Henry Miheso of the Architectural Association of Kenya worries that since independence, 43 per cent of natural disasters are caused by floods.
"We have encroached on nature's waterways, we have neglected our drainage systems, we have become a country of illegal and reckless garbage dumping; hence blocking waterways and lost green spaces that helped in absorbing and slowing down rainwater.”
Eugene Wamalwa, who has previously served as minister for Devolution from March 2018 to September 2021 and Water and Irrigation from July 2015 to January 2018, said. "The biggest problem that we have is having people in government who mint money using tragedies.”
He added: “The weatherman usually gives timely warnings about these tragedies, the cyclic nature of the disasters are well known and what ought to be done is there in a myriad of reports.”
However, he added: “The problem we have is that we have officers both in the national and county governments who would become malnourished should these tragedies be eliminated.”
Trans Nzoia Governor George Natembeya on October 6 told Nation that "you won't tell me that you are building a dam above human habitation for any sane reason".
He added that "you cannot tell people living in landslide and flooding areas to move to safer grounds without telling us where they ought to go and on whose bill".

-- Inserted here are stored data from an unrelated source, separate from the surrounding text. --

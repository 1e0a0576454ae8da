//! Startup and shutdown orchestration.
//!
//! # Responsibilities
//! - Build the connection manager and connect in the requested mode
//! - Start background tasks (health monitor, admin API)
//! - Tear everything down in reverse order
//!
//! # Design Decisions
//! - Fail fast: `BackendUnavailable` at startup is fatal
//! - Subsystems initialize in order, not concurrently
//! - The admin API starts last (operators only see a connected service)

use std::net::SocketAddr;
use std::sync::Arc;

use thiserror::Error;

use crate::admin::{AdminServer, AdminState};
use crate::config::FailoverConfig;
use crate::connection::{BackendDriver, ConnectionError, ConnectionManager, HttpDriver, OperatingMode};
use crate::health::{select_sensor, HealthMonitor, MonitorControl, ThermalSensor};

/// Errors that abort startup.
#[derive(Debug, Error)]
pub enum StartupError {
    #[error("invalid backend endpoint: {0}")]
    Endpoint(#[from] url::ParseError),

    #[error(transparent)]
    Connection(#[from] ConnectionError),

    #[error("failed to bind admin API on {address}: {source}")]
    AdminBind {
        address: String,
        #[source]
        source: std::io::Error,
    },
}

/// A running failover service.
pub struct Service {
    manager: Arc<ConnectionManager>,
    monitor: Arc<MonitorControl>,
    admin: Option<AdminServer>,
}

impl Service {
    /// Start with the HTTP driver and the platform's thermal sensor.
    pub async fn start(config: &FailoverConfig, mode: OperatingMode) -> Result<Self, StartupError> {
        let driver: Arc<dyn BackendDriver> = Arc::new(HttpDriver::new());
        let sensor = select_sensor(&config.health.sensor);
        Self::start_with(config, mode, driver, sensor).await
    }

    /// Start with explicit collaborators.
    pub async fn start_with(
        config: &FailoverConfig,
        mode: OperatingMode,
        driver: Arc<dyn BackendDriver>,
        sensor: Arc<dyn ThermalSensor>,
    ) -> Result<Self, StartupError> {
        // 1. Connection (fatal on BackendUnavailable)
        let manager = Arc::new(ConnectionManager::from_config(driver, &config.backend)?);
        let connected = manager.connect(mode).await?;
        if connected != mode {
            tracing::warn!(requested = %mode, connected = %connected, "Started in degraded mode");
        }

        // 2. Health monitor
        let monitor = Arc::new(MonitorControl::new(HealthMonitor::new(
            manager.clone(),
            sensor,
            &config.health,
        )));
        if config.health.enabled {
            monitor.start().await;
        } else {
            tracing::info!("Health monitoring disabled");
        }

        // 3. Admin API
        let admin = if config.admin.enabled {
            let state = AdminState::new(manager.clone(), monitor.clone(), &config.admin.api_key);
            match AdminServer::bind(&config.admin.bind_address, state).await {
                Ok(server) => Some(server),
                Err(source) => {
                    monitor.stop().await;
                    manager.disconnect().await;
                    return Err(StartupError::AdminBind {
                        address: config.admin.bind_address.clone(),
                        source,
                    });
                }
            }
        } else {
            None
        };

        Ok(Self {
            manager,
            monitor,
            admin,
        })
    }

    pub fn manager(&self) -> &Arc<ConnectionManager> {
        &self.manager
    }

    pub fn monitor(&self) -> &Arc<MonitorControl> {
        &self.monitor
    }

    pub fn admin_addr(&self) -> Option<SocketAddr> {
        self.admin.as_ref().map(AdminServer::local_addr)
    }

    /// Stop the admin API and the monitor, then release the backend handle.
    pub async fn shutdown(self) {
        if let Some(admin) = self.admin {
            admin.stop().await;
        }
        self.monitor.stop().await;
        self.manager.disconnect().await;
        tracing::info!("Service stopped");
    }
}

Mr Natembeya said his last assignment as Rift valley regional commissioner empowered him with vast insights into how tragedies are a powerful source of income by the high and mighty.
"It is the work of government to ensure lives and property are safe. You sense a situation that threatens lives and property and as government you are supposed to respond to it without undue inconvenience to the affected," he said.
Grace Githiri from Kihoto Estate in Nakuru County said over 5,000 people have been displaced by Lake Naivasha's invasion into private lands and human habitation.
“Our situation depicts a brazen abandonment by both the national and the county governments.”
She said her neighbours have jointly drawn a petition seeking to have the crisis declared a national disaster, and affected families compensated for lost land and developments.